Resnikoff told WhoWhatWhy that walking through Great Kills is like being “exposed to an X-ray machine you can’t turn off.” He added that children playing on the site could “get material on their hands and wipe their faces” causing “incidental ingestion” of radium.

Government Likely Still Underestimates the Problem

The government measurements probably underestimate the actual radiation levels in Great Kills, according to Resnikoff.

“One foot of dirt can shield up to 98% of gamma radiation” given off by the radium, he said, adding that there could be significant levels of radium buried under the soil. Dr. Resnikoff said the diffuse nature of the contamination in the park indicates a lot of the contamination may be uranium ore left over from the Manhattan Project days.

A WhoWhatWhy investigation has shown that it is likely that the material stems from the World War II nuclear weapons program and was dumped into a public landfill by radium companies that were little more than public fronts for the United States government during its effort to build the first atomic bomb.

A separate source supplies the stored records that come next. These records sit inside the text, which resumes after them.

//! Claude Code JSONL transcripts.
//!
//! One JSON object per line. `user` and `assistant` lines carry a
//! `message.content` that is either a string or an array of blocks
//! (`text`, `thinking`, `tool_use`, `tool_result`).

use std::path::{Path, PathBuf};

use ccrelay_core::{AgentEvent, EngineError, ProviderKind, RecoveryStrategy, ToolInvocation, ToolOutcome};
use serde_json::Value;

use crate::discovery::{
    ResumeCandidate, TranscriptRoots, claude_find_session, claude_project_dir, claude_sessions,
    into_candidates,
};
use crate::provider::{ProviderAdapter, parse_object, summarize_tool_input};

/// User-side text Claude Code injects itself (slash command echoes, hooks).
const INJECTED_PREFIXES: &[&str] = &[
    "<command-name>",
    "<command-message>",
    "<local-command-",
    "<system-reminder>",
    "Caveat: The messages below",
];

#[derive(Debug, Clone, Copy, Default)]
pub struct ClaudeAdapter;

impl ProviderAdapter for ClaudeAdapter {
    fn kind(&self) -> ProviderKind {
        ProviderKind::Claude
    }

    fn default_command(&self) -> &'static str {
        "claude"
    }

    fn strategy_args(&self, strategy: &RecoveryStrategy) -> Vec<String> {
        match strategy {
            RecoveryStrategy::Fresh => Vec::new(),
            RecoveryStrategy::Continue => vec!["--continue".to_string()],
            RecoveryStrategy::Resume { session_id } => {
                vec!["--resume".to_string(), session_id.clone()]
            }
        }
    }

    fn parse_line(&self, line: &str) -> Result<Vec<AgentEvent>, EngineError> {
        let entry = parse_object(line, "claude transcript")?;
        if entry.get("isMeta").and_then(Value::as_bool) == Some(true)
            || entry.get("isSidechain").and_then(Value::as_bool) == Some(true)
        {
            return Ok(Vec::new());
        }
        let content = entry.get("message").and_then(|m| m.get("content"));
        match (entry.get("type").and_then(Value::as_str), content) {
            (Some("assistant"), Some(content)) => Ok(assistant_events(content)),
            (Some("user"), Some(content)) => Ok(user_events(content)),
            _ => Ok(Vec::new()),
        }
    }

    fn canonical_transcript_path(
        &self,
        roots: &TranscriptRoots,
        cwd: &Path,
        session_id: &str,
    ) -> Option<PathBuf> {
        let path = claude_project_dir(&roots.claude_projects, cwd).join(format!("{session_id}.jsonl"));
        path.exists().then_some(path)
    }

    fn scan_for_session(&self, roots: &TranscriptRoots, session_id: &str) -> Option<PathBuf> {
        claude_find_session(&roots.claude_projects, session_id)
    }

    fn resume_candidates(&self, roots: &TranscriptRoots, cwd: &Path) -> Vec<ResumeCandidate> {
        into_candidates(self, claude_sessions(&roots.claude_projects, cwd))
    }
}

fn assistant_events(content: &Value) -> Vec<AgentEvent> {
    let Some(blocks) = content.as_array() else {
        return content
            .as_str()
            .filter(|t| !t.trim().is_empty())
            .map(|t| AgentEvent::AssistantMessage {
                text: t.to_string(),
                thinking: false,
            })
            .into_iter()
            .collect();
    };

    let mut events = Vec::new();
    for block in blocks {
        match block.get("type").and_then(Value::as_str) {
            Some("text") => {
                if let Some(text) = block_str(block, "text") {
                    events.push(AgentEvent::AssistantMessage {
                        text,
                        thinking: false,
                    });
                }
            }
            Some("thinking") => {
                if let Some(text) = block_str(block, "thinking") {
                    events.push(AgentEvent::AssistantMessage {
                        text,
                        thinking: true,
                    });
                }
            }
            Some("tool_use") => {
                let Some(id) = block.get("id").and_then(Value::as_str) else {
                    continue;
                };
                let name = block
                    .get("name")
                    .and_then(Value::as_str)
                    .unwrap_or("unknown");
                events.push(AgentEvent::ToolInvocation(ToolInvocation {
                    invocation_id: id.to_string(),
                    name: name.to_string(),
                    summary: block.get("input").map(summarize_tool_input).unwrap_or_default(),
                }));
            }
            _ => {}
        }
    }
    events
}

fn user_events(content: &Value) -> Vec<AgentEvent> {
    if let Some(text) = content.as_str() {
        return user_text(text).into_iter().collect();
    }
    let Some(blocks) = content.as_array() else {
        return Vec::new();
    };

    let mut events = Vec::new();
    for block in blocks {
        match block.get("type").and_then(Value::as_str) {
            Some("text") => {
                if let Some(event) = block.get("text").and_then(Value::as_str).and_then(user_text) {
                    events.push(event);
                }
            }
            Some("tool_result") => {
                let Some(id) = block.get("tool_use_id").and_then(Value::as_str) else {
                    continue;
                };
                events.push(AgentEvent::ToolOutcome(ToolOutcome {
                    invocation_id: id.to_string(),
                    tool_name: None,
                    text: block.get("content").map(result_text).unwrap_or_default(),
                    is_error: block.get("is_error").and_then(Value::as_bool).unwrap_or(false),
                }));
            }
            _ => {}
        }
    }
    events
}

fn user_text(text: &str) -> Option<AgentEvent> {
    let trimmed = text.trim_start();
    if trimmed.is_empty() || INJECTED_PREFIXES.iter().any(|p| trimmed.starts_with(p)) {
        return None;
    }
    Some(AgentEvent::UserMessage {
        text: text.to_string(),
    })
}

fn block_str(block: &Value, key: &str) -> Option<String> {
    block
        .get(key)
        .and_then(Value::as_str)
        .filter(|t| !t.trim().is_empty())
        .map(str::to_string)
}

/// `tool_result.content` is a string or an array of text blocks.
fn result_text(content: &Value) -> String {
    match content {
        Value::String(s) => s.clone(),
        Value::Array(blocks) => blocks
            .iter()
            .filter_map(|b| b.get("text").and_then(Value::as_str))
            .collect::<Vec<_>>()
            .join("\n"),
        _ => String::new(),
    }
}

#[cfg(test)]
mod tests {
    use super::*;
    use serde_json::json;

    fn parse(v: Value) -> Vec<AgentEvent> {
        ClaudeAdapter.parse_line(&v.to_string()).expect("parse")
    }

    #[test]
    fn assistant_blocks() {
        let events = parse(json!({
            "type": "assistant",
            "message": {"role": "assistant", "content": [
                {"type": "thinking", "thinking": "check the tests first"},
                {"type": "text", "text": "Running the suite."},
                {"type": "tool_use", "id": "tu-1", "name": "Bash", "input": {"command": "cargo test"}}
            ]}
        }));
        assert_eq!(events.len(), 3);
        assert!(matches!(&events[0], AgentEvent::AssistantMessage { thinking: true, .. }));
        assert!(matches!(&events[1], AgentEvent::AssistantMessage { thinking: false, text } if text == "Running the suite."));
        match &events[2] {
            AgentEvent::ToolInvocation(inv) => {
                assert_eq!(inv.invocation_id, "tu-1");
                assert_eq!(inv.name, "Bash");
                assert_eq!(inv.summary, "cargo test");
            }
            other => panic!("unexpected {other:?}"),
        }
    }

    #[test]
    fn tool_result_with_error_flag() {
        let events = parse(json!({
            "type": "user",
            "message": {"role": "user", "content": [
                {"type": "tool_result", "tool_use_id": "tu-1", "is_error": true,
                 "content": [{"type": "text", "text": "exit 101"}]}
            ]}
        }));
        match &events[..] {
            [AgentEvent::ToolOutcome(out)] => {
                assert_eq!(out.invocation_id, "tu-1");
                assert!(out.is_error);
                assert_eq!(out.text, "exit 101");
                assert_eq!(out.tool_name, None);
            }
            other => panic!("unexpected {other:?}"),
        }
    }

    #[test]
    fn user_text_and_injected_text() {
        let events = parse(json!({
            "type": "user",
            "message": {"role": "user", "content": "add a retry"}
        }));
        assert_eq!(
            events,
            vec![AgentEvent::UserMessage {
                text: "add a retry".into()
            }]
        );
        let events = parse(json!({
            "type": "user",
            "message": {"role": "user", "content": "<command-name>/clear</command-name>"}
        }));
        assert!(events.is_empty());
    }

    #[test]
    fn meta_sidechain_and_other_types_skipped() {
        assert!(parse(json!({"type": "user", "isMeta": true, "message": {"content": "x"}})).is_empty());
        assert!(parse(json!({"type": "assistant", "isSidechain": true,
            "message": {"content": [{"type": "text", "text": "sub"}]}})).is_empty());
        assert!(parse(json!({"type": "summary", "summary": "Fix bug"})).is_empty());
        assert!(parse(json!({"type": "file-history-snapshot"})).is_empty());
    }

    #[test]
    fn malformed_line_is_corrupt_record() {
        let err = ClaudeAdapter.parse_line("{\"type\":\"user\",").expect_err("corrupt");
        assert!(matches!(err, EngineError::CorruptRecord { .. }));
        let err = ClaudeAdapter.parse_line("[1,2]").expect_err("not an object");
        assert!(matches!(err, EngineError::CorruptRecord { .. }));
    }
}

In 1939 the United States, convinced it was in a race with Germany for the bomb, purchased all the uranium it could find. Belgian owners of the ore coveted the phenomenally valuable radium that existed side-by-side with the uranium. When the price of radium collapsed a few years later as better and safer sources of radioactivity were developed, the excess and unneeded radium would end up in the public waste stream.

More radioactive “hotspots” were reported in Great Kills in 2007 as the government dug up contaminated soil and medical devices used in past decades to apply radium to cancerous tumors.

By 2009, half the park was closed indefinitely as more and more contamination was unearthed. In 2014 a community meeting was held in Staten Island with the National Park Service (NPS), which admitted that the radioactive contamination was greater than predicted.

“As we’re getting through this tough job, we’re finding that the contamination is not only in these discrete pockets, but is dispersed in the soil and also at the surface,” Kathleen Cuzzolino, an environmental protection specialist for the Park Service told The New York Times in 2013.

Initial Explanation Doesn’t Hold Up

The NYPD initially said that the radioactivity in Great Kills was caused by “industrial” activities before the park was built. As the extent of the contamination was revealed, that story became less and less believable. The government embarked on a decade-long study of the contamination. What began as a few hotspots around discarded medical waste gradually evolved into a widespread and expensive problem. Eventually, the NPS announced that up to “1,200 discrete areas” of the park were contaminated with high radiation levels and also admitted that dozens of spots, some with radiation levels up to 200 times normal had also been found throughout the park.

After another flyover earlier this year, a new five-year study was announced under CERCLA, the Comprehensive Environmental Response, Compensation, and Liability Act. Known as the Superfund, it is the legal mechanism for cleaning up some of the nation’s most polluted areas. During cleanup, the areas contaminated by radiation remain closed off to the public.

The Centers for Disease Control and Prevention (CDC) public health assessment categorized the radioactive contamination at Great Kills as an “indeterminate public health hazard.” That means the agency doesn’t have enough information to make a “professional judgement” on the potential damage to the public at Great Kills.

The report also warns that radiation exposure on children requires special considerations. Yet despite the construction of 18,000 feet of “perimeter fencing” and warning signs against trespassing, huge gaps within walking distance of playgrounds in this residential neighborhood allow easy access to the closed-off areas.